# Showing Off for Company



## suzyfrtz (Nov 12, 2007)

Lately Cazzie has begun a bad habit. He has been showing off for company. Perhaps it's because up to this point, everyone has adored him, ooohhhh what a cutie, and so forth. Now, when people come to the house, he is becoming obnoxious, wanting to play, jumping up for attention, and generally not leaving the visitors alone. It was sorta funny at first but getting annoying, and last night we had someone over who wasn't too fond of dogs and Cazzie didn't get the hint. Of course, when people aren't as gaga about our baby as we are, we get our noses out of joint  

Anyway, the only remedy I have taken is to pick him up and begin combing him which always calms him down. Drat, his cage is back home in Mich. We thought about bringing it but our mobile home down here (FL) is small.... now we really need it.

Suzy and Sassy Cazzie


----------



## ama0722 (Nov 28, 2006)

Hmmm... that is a hard one, especially with guest. Isabelle has a way of making all people love her. But is there anything other than guest that will win him over? A favorite toy, a bully stick, etc?


----------



## whitBmom (Nov 27, 2006)

As Ryan can probably attest to, Oreo also does this. He is fine with no visitors and no matter how much my guests ignore that behaviour, boy, he really does not stop. I can agree it gets annoying because at other times he is very attentive and will listen. I have not thought of getting a bully stick for him.

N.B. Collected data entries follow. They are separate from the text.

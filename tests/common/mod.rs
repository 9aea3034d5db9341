//! Shared test infrastructure for workflow and model tests.
//!
//! Provides record builders and in-memory stand-ins for the triple store,
//! the campaign provider and the FTP drop box.
//!
//! # Fakes
//! - `FakeSource` - fixed agenda information and decision records
//! - `FakeLedger` - records every write it receives
//! - `FakeProvider` - records every API call, optionally failing some of them
//! - `FakePublisher` - keeps uploaded files in memory
#![allow(dead_code)]

use std::sync::Mutex;
use std::time::Duration;

use chrono::{DateTime, TimeZone, Utc};

use newsletter_service::belga::FilePublisher;
use newsletter_service::config::MailchimpConfig;
use newsletter_service::errors::AppError;
use newsletter_service::mailchimp::{Campaign, CampaignProvider, Interest, NewCampaign};
use newsletter_service::models::agenda::{AgendaInformation, MeetingKind, NewsletterSource};
use newsletter_service::models::campaign::PublicationLedger;
use newsletter_service::models::newsletter::RawDecisionRecord;
use newsletter_service::retry::RetryPolicy;

// ============================================================================
// TEST CONSTANTS
// ============================================================================

pub const MEETING_ID: &str = "5F3A8B2C";
pub const MEETING_URI: &str = "http://themis.vlaanderen.be/id/vergaderactiviteit/5F3A8B2C";
pub const AGENDA_URI: &str = "http://themis.vlaanderen.be/id/agenda/7C1D";
pub const THEME_CATEGORY: &str = "theme-cat";
pub const KIND_CATEGORY: &str = "kind-cat";
pub const TEMPLATE_ID: u64 = 4242;
pub const CAMPAIGN_ID: &str = "c0ffee";

// ============================================================================
// RECORD BUILDERS
// ============================================================================

/// One decision row for newsletter `id`, sponsored by a single mandatee.
pub fn record(id: &str, priority: Option<&str>, title: Option<&str>, nickname: Option<&str>) -> RawDecisionRecord {
    RawDecisionRecord {
        newsletter_id: id.to_string(),
        title: Some(format!("Beslissing {id}")),
        rich_text: Some(format!("<p>Inhoud van {id}</p>")),
        mandatee_priority: priority.map(str::to_string),
        mandatee_title: title.map(str::to_string),
        mandatee_nickname: nickname.map(str::to_string),
        ..Default::default()
    }
}

pub fn with_position(mut record: RawDecisionRecord, position: i64) -> RawDecisionRecord {
    record.item_position = Some(position.to_string());
    record
}

pub fn with_themes(mut record: RawDecisionRecord, themes: &str) -> RawDecisionRecord {
    record.themes = Some(themes.to_string());
    record
}

pub fn agenda_information(kind: MeetingKind) -> AgendaInformation {
    AgendaInformation {
        meeting_uri: MEETING_URI.to_string(),
        agenda_uri: AGENDA_URI.to_string(),
        meeting_date: Utc.with_ymd_and_hms(2024, 3, 1, 9, 0, 0).unwrap(),
        document_publication_date: Utc.with_ymd_and_hms(2024, 3, 4, 13, 0, 0).unwrap(),
        kind,
    }
}

pub fn mailchimp_config() -> MailchimpConfig {
    MailchimpConfig {
        api_key: "key-us3".to_string(),
        server: "us3".to_string(),
        from_name: "Vlaamse Regering".to_string(),
        reply_to: "nieuwsbrief@example.org".to_string(),
        list_id: "list-1".to_string(),
        interest_category_id: THEME_CATEGORY.to_string(),
        kind_category_id: KIND_CATEGORY.to_string(),
        delete_retry: RetryPolicy::new(2, Duration::from_millis(1)),
    }
}

// ============================================================================
// FAKES
// ============================================================================

pub struct FakeSource {
    pub info: AgendaInformation,
    pub records: Vec<RawDecisionRecord>,
}

impl FakeSource {
    pub fn new(records: Vec<RawDecisionRecord>) -> Self {
        Self { info: agenda_information(MeetingKind::Regular), records }
    }
}

impl NewsletterSource for FakeSource {
    async fn agenda_information(&self, meeting_id: &str) -> Result<AgendaInformation, AppError> {
        if meeting_id == MEETING_ID {
            Ok(self.info.clone())
        } else {
            Err(AppError::MissingData(format!("Meeting with id {meeting_id} not found")))
        }
    }

    async fn newsletter_records(&self, _agenda_uri: &str) -> Result<Vec<RawDecisionRecord>, AppError> {
        Ok(self.records.clone())
    }
}

#[derive(Default)]
pub struct FakeLedger {
    pub calls: Mutex<Vec<String>>,
}

impl FakeLedger {
    pub fn calls(&self) -> Vec<String> {
        self.calls.lock().expect("ledger lock").clone()
    }

    fn push(&self, call: String) {
        self.calls.lock().expect("ledger lock").push(call);
    }
}

impl PublicationLedger for FakeLedger {
    async fn record_mail_campaign(&self, meeting_uri: &str, campaign: &Campaign) -> Result<String, AppError> {
        self.push(format!("record_mail_campaign {meeting_uri} {}", campaign.id));
        Ok("record-1".to_string())
    }

    async fn mark_campaign_sent(&self, campaign_id: &str, _sent_at: DateTime<Utc>) -> Result<(), AppError> {
        self.push(format!("mark_campaign_sent {campaign_id}"));
        Ok(())
    }

    async fn delete_mail_campaign(&self, campaign_id: &str) -> Result<(), AppError> {
        self.push(format!("delete_mail_campaign {campaign_id}"));
        Ok(())
    }

    async fn record_belga_publication(&self, meeting_uri: &str, _sent_at: DateTime<Utc>) -> Result<String, AppError> {
        self.push(format!("record_belga_publication {meeting_uri}"));
        Ok("publication-1".to_string())
    }
}

pub struct FakeProvider {
    pub calls: Mutex<Vec<String>>,
    pub templates: Mutex<Vec<(String, String)>>,
    pub campaigns: Mutex<Vec<NewCampaign>>,
    pub theme_interests: Vec<Interest>,
    pub kind_interests: Vec<Interest>,
    pub fail_create_campaign: bool,
    pub fail_delete_template: bool,
    pub fail_send: bool,
}

impl Default for FakeProvider {
    fn default() -> Self {
        Self {
            calls: Mutex::new(Vec::new()),
            templates: Mutex::new(Vec::new()),
            campaigns: Mutex::new(Vec::new()),
            theme_interests: vec![
                interest("t-eco", "Economie"),
                interest("t-mob", "Mobiliteit"),
                interest("t-ond", "Onderwijs"),
            ],
            kind_interests: vec![
                interest("k-pers", "Ik ontvang enkel persberichten"),
                interest("k-besl", "Ik ontvang enkel beslissingen"),
                interest("k-both", "Ik ontvang zowel persberichten als beslissingen"),
            ],
            fail_create_campaign: false,
            fail_delete_template: false,
            fail_send: false,
        }
    }
}

pub fn interest(id: &str, name: &str) -> Interest {
    Interest { id: id.to_string(), name: name.to_string() }
}

impl FakeProvider {
    pub fn calls(&self) -> Vec<String> {
        self.calls.lock().expect("provider lock").clone()
    }

    fn push(&self, call: impl Into<String>) {
        self.calls.lock().expect("provider lock").push(call.into());
    }
}

impl CampaignProvider for FakeProvider {
    async fn ping(&self) -> Result<(), AppError> {
        self.push("ping");
        Ok(())
    }

    async fn create_template(&self, name: &str, html: &str) -> Result<u64, AppError> {
        self.push("create_template");
        self.templates
            .lock()
            .expect("provider lock")
            .push((name.to_string(), html.to_string()));
        Ok(TEMPLATE_ID)
    }

    async fn delete_template(&self, template_id: u64) -> Result<(), AppError> {
        self.push(format!("delete_template {template_id}"));
        if self.fail_delete_template {
            return Err(AppError::Provider("404 Resource Not Found".to_string()));
        }
        Ok(())
    }

    async fn interests(&self, category_id: &str) -> Result<Vec<Interest>, AppError> {
        self.push(format!("interests {category_id}"));
        match category_id {
            THEME_CATEGORY => Ok(self.theme_interests.clone()),
            KIND_CATEGORY => Ok(self.kind_interests.clone()),
            _ => Ok(Vec::new()),
        }
    }

    async fn create_campaign(&self, campaign: &NewCampaign) -> Result<Campaign, AppError> {
        self.push("create_campaign");
        if self.fail_create_campaign {
            return Err(AppError::Provider("400 Invalid Resource".to_string()));
        }
        self.campaigns.lock().expect("provider lock").push(campaign.clone());
        Ok(Campaign {
            id: CAMPAIGN_ID.to_string(),
            web_id: 987,
            archive_url: "http://eepurl.com/abc".to_string(),
        })
    }

    async fn send_campaign(&self, campaign_id: &str) -> Result<(), AppError> {
        self.push(format!("send_campaign {campaign_id}"));
        if self.fail_send {
            return Err(AppError::Provider("400 Campaign not ready".to_string()));
        }
        Ok(())
    }

    async fn campaign(&self, campaign_id: &str) -> Result<serde_json::Value, AppError> {
        self.push(format!("campaign {campaign_id}"));
        Ok(serde_json::json!({ "id": campaign_id }))
    }

    async fn campaign_content(&self, campaign_id: &str) -> Result<String, AppError> {
        self.push(format!("campaign_content {campaign_id}"));
        Ok("<html></html>".to_string())
    }

    async fn delete_campaign(&self, campaign_id: &str) -> Result<(), AppError> {
        self.push(format!("delete_campaign {campaign_id}"));
        Ok(())
    }
}

#[derive(Default)]
pub struct FakePublisher {
    pub uploads: Mutex<Vec<(String, Vec<u8>)>>,
}

impl FakePublisher {
    pub fn uploads(&self) -> Vec<(String, Vec<u8>)> {
        self.uploads.lock().expect("publisher lock").clone()
    }
}

impl FilePublisher for FakePublisher {
    async fn publish(&self, name: &str, payload: Vec<u8>) -> Result<(), AppError> {
        self.uploads
            .lock()
            .expect("publisher lock")
            .push((name.to_string(), payload));
        Ok(())
    }
}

Something he really wants that he will get if he is quiet with guests are here. Hmmmmm, maybe another way to condition him to the door bell too.  Anytime the door bell rings and guest walk in, is the time to sit on his matt for a high reward treat.... Sounds easier said than done.... Any suggestions? I just started Matt Relaxation training with Oreo, to associate his matt with relaxation. I have a long way to go, but I am sure this will come in handy..... Just not certain how...


----------



## Laurief (Nov 7, 2006)

One of the trainers that we had for Logan tought her dog to "go to his blanket" and by gosh - that dog went every time, and never left it unless given permission to. Although a good idea, I never did it. My guys do the same thing. My MIL is NOT a dog lover, yet my FIL is so crazy about these dogs that he takes pictures of them to work! I just tell my MIL if she doesnt like it to push them off and say NO. She does and they have finally learned that she is not too fond of them. I always just try to distract them when they act like that - but most people who come here - know what they are in for


----------